- Company Name
- SpryPoint
- Job Title
- Cloud Operations Engineer I
- Job Description
-
Job title: Cloud Operations Engineer I
Role Summary:
Support and maintain AWS-based infrastructure for a growing utility software platform, ensuring environments are stable, secure and performance‑optimized during implementation, testing and production phases.
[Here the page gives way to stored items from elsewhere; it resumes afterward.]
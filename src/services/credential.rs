use crate::constants::{auth as auth_constants, endpoints};
use crate::errors::ToolError;
use crate::models::auth::LoginResponse;
use crate::services::clock::Clock;
use crate::services::config::{AccessKeys, Settings};
use crate::services::logger::Logger;
use crate::services::transport::{UpstreamRequest, UpstreamTransport};
use crate::utils::redact::redact_credential;
use jsonwebtoken::{decode, DecodingKey, Validation};
use serde::Deserialize;
use sha2::{Digest, Sha256};
use std::sync::{Arc, Mutex};

/// Bearer token sent as the `Authorization` header on every upstream call.
#[derive(Clone, PartialEq, Eq)]
pub struct Credential {
    token: String,
    expires_at: Option<i64>,
}

impl Credential {
    pub fn as_str(&self) -> &str {
        &self.token
    }

    /// Expiry in unix seconds, when the token carries one.
    pub fn expires_at(&self) -> Option<i64> {
        self.expires_at
    }
}

impl std::fmt::Debug for Credential {
    fn fmt(&self, f: &mut std::fmt::Formatter<'_>) -> std::fmt::Result {
        f.debug_struct("Credential")
            .field("token", &redact_credential(&self.token))
            .field("expires_at", &self.expires_at)
            .finish()
    }
}

#[derive(Deserialize)]
struct ExpiryClaim {
    exp: f64,
}

/// Reads the `exp` claim without verifying the signature.
pub fn decode_expiry(token: &str) -> Option<i64> {
    let mut validation = Validation::default();
    validation.insecure_disable_signature_validation();
    validation.validate_exp = false;
    validation.validate_aud = false;
    validation.required_spec_claims.clear();
    decode::<ExpiryClaim>(token, &DecodingKey::from_secret(&[]), &validation)
        .ok()
        .map(|data| data.claims.exp as i64)
}

/// Signed access-key login parameters.
#[derive(Debug, Clone)]
pub struct SignedLogin {
    canonical: String,
    password: String,
}

impl SignedLogin {
    pub fn new(keys: &AccessKeys, timestamp_ms: i64) -> Self {
        let canonical = format!(
            "ver={}&auth_mode={}&sign_method={}&access_key={}&timestamp={}",
            auth_constants::SIGN_VERSION,
            auth_constants::AUTH_MODE,
            auth_constants::SIGN_METHOD,
            keys.access_key,
            timestamp_ms
        );
        let mut hasher = Sha256::new();
        hasher.update(canonical.as_bytes());
        hasher.update(keys.access_secret.as_bytes());
        let password = hex::encode(hasher.finalize());
        Self {
            canonical,
            password,
        }
    }

    pub fn canonical(&self) -> &str {
        &self.canonical
    }

    pub fn password(&self) -> &str {
        &self.password
    }

    /// The canonical string travels as `username`; the transport
    /// percent-encodes it with the rest of the query.
    pub fn request(&self) -> UpstreamRequest {
        UpstreamRequest::get(endpoints::AUTH_LOGIN)
            .param("grant_type", auth_constants::GRANT_TYPE)
            .param("username", &self.canonical)
            .param("password", &self.password)
    }
}

/// Process-wide credential cache. Refreshes when the cached token is absent,
/// undecodable, or within `REFRESH_MARGIN_SECS` of expiry. No lock is held
/// across the login call, so concurrent refreshes may both hit the network;
/// the last writer wins and both tokens are valid.
pub struct CredentialStore {
    logger: Logger,
    keys: Result<AccessKeys, ToolError>,
    transport: Arc<dyn UpstreamTransport>,
    clock: Arc<dyn Clock>,
    cached: Mutex<Option<String>>,
}

impl CredentialStore {
    pub fn new(
        logger: Logger,
        settings: &Settings,
        transport: Arc<dyn UpstreamTransport>,
        clock: Arc<dyn Clock>,
    ) -> Self {
        Self {
            logger: logger.child("credentials"),
            keys: settings.access_keys(),
            transport,
            clock,
            cached: Mutex::new(settings.access_token.clone()),
        }
    }

    pub fn seed(&self, token: impl Into<String>) {
        *self.cached.lock().unwrap_or_else(|err| err.into_inner()) = Some(token.into());
    }

    pub fn cached(&self) -> Option<String> {
        self.cached
            .lock()
            .unwrap_or_else(|err| err.into_inner())
            .clone()
    }

    pub async fn get_token(&self) -> Result<Credential, ToolError> {
        if let Some(token) = self.cached() {
            match decode_expiry(&token) {
                Some(exp) if exp - self.clock.now_secs() > auth_constants::REFRESH_MARGIN_SECS => {
                    return Ok(Credential {
                        token,
                        expires_at: Some(exp),
                    });
                }
                Some(exp) => self.logger.debug(
                    "cached credential expires within the refresh margin",
                    Some(&serde_json::json!({ "exp": exp, "now": self.clock.now_secs() })),
                ),
                None => self
                    .logger
                    .debug("cached credential is not a decodable token", None),
            }
        }

        let credential = self.refresh().await?;
        self.seed(credential.token.clone());
        Ok(credential)
    }

    async fn refresh(&self) -> Result<Credential, ToolError> {
        let keys = self.keys.as_ref().map_err(|err| err.clone())?;
        let login = SignedLogin::new(keys, self.clock.now_millis());

        let raw = self.transport.send(&login.request()).await.map_err(|err| {
            self.logger.error(
                "accessKeyLogin request failed",
                Some(&serde_json::json!({ "kind": err.kind, "message": err.message })),
            );
            ToolError::new(
                err.kind,
                err.code.clone(),
                format!("Making the accessKeyLogin request failed: {}", err.message),
            )
        })?;
        let response: LoginResponse = serde_json::from_value(raw).map_err(|err| {
            ToolError::malformed(format!("accessKeyLogin response has unexpected shape: {}", err))
        })?;
        let token = response.access_token.clone().ok_or_else(|| {
            ToolError::auth(format!(
                "Failed to get access token: {}",
                response.message().unwrap_or("no access_token in response")
            ))
        })?;

        let expires_at = decode_expiry(&token).or_else(|| response.expiry_secs());
        self.logger.info(
            "credential refreshed",
            Some(&serde_json::json!({
                "token": redact_credential(&token),
                "exp": expires_at,
            })),
        );
        Ok(Credential { token, expires_at })
    }
}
Leverage automation, observability tools and AI-driven troubleshooting to resolve incidents and continuously improve operational processes.
Expectations:
- Rapidly learn and apply runbooks while proactively suggesting enhancements.
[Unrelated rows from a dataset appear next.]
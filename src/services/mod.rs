pub mod clock;
pub mod config;
pub mod credential;
pub mod insights;
pub mod iot_client;
pub mod logger;
pub mod tool_executor;
pub mod transport;
pub mod validation;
- Manage multiple concurrent requests calmly and efficiently, prioritizing urgency and impact.
- Communicate clearly across internal and client‑facing teams.
- Use AI tools for faster diagnostics, documentation and workflow automation.
Key Responsibilities:
- Provision, update and decommission AWS environments (Elastic Beanstalk, EC2, ECS, RDS PostgreSQL & Aurora Serverless v2, DynamoDB, Route 53, VPC, S3).
- Perform IP/domain whitelisting, access controls, database refresh coordination and general troubleshooting via Jira Service Management.
- Investigate performance and reliability issues using logs, metrics, CloudWatch, Linux‐level debugging and observability platforms; escale SQL/indexing concerns to developers.
- Support onboarding, testing, mock and production go‑lives for project teams.
- Execute scheduled maintenance (patching, scaling, certificate updates, configuration adjustments).
- Tune monitoring and alerting to detect incidents early.
- Conduct incident analysis, root cause investigations and post‑mortem documentation.
- Develop and maintain automation scripts with Python or Bash to streamline recurring tasks.
- Analyze NGINX, service and application logs to isolate stack issues.
- Document procedures, runbooks and environment guidelines in Confluence; record change management and time tracking in Jira.
- Enforce security best practices: IAM permissions, patching, access controls, compliance checks.
- Validate backups, perform restores and participate in disaster recovery drills.
- Use AI tools to accelerate troubleshooting and improve operational documentation.
Required Skills:
- Hands‑on experience with AWS services: EC2, Elastic Beanstalk, ECS, RDS (PostgreSQL), Aurora Serverless v2, DynamoDB, Route 53, VPC, S3, IAM.
- Linux system administration and shell scripting (Bash).
- Python scripting for automation.
- Familiarity with observability/monitoring tools (e.g., CloudWatch, Datadog, New Relic).
- Logging and diagnostics (NGINX logs, application logs).
- Experience using Jira Service Management and Confluence for change tracking and documentation.
- Strong analytical skills; ability to diagnose performance bottlenecks and troubleshoot complex distributed systems.
- Knowledge of database performance tuning, SQL and indexing.
- Awareness of security and compliance best practices for cloud infrastructure.
- Proficiency in using AI‑powered tools (e.g., Copilot, ChatGPT, generative assistants) for troubleshooting and automation.
Required Education & Certifications:
- Bachelor’s degree in Computer Science, Information Technology, Engineering, or equivalent work experience (minimum 2–3 years in cloud operations or DevOps).
- Relevant AWS certification preferred (e.g., AWS Certified SysOps Administrator – Associate, AWS Certified Developer – Associate, or AWS Certified Solutions Architect – Associate).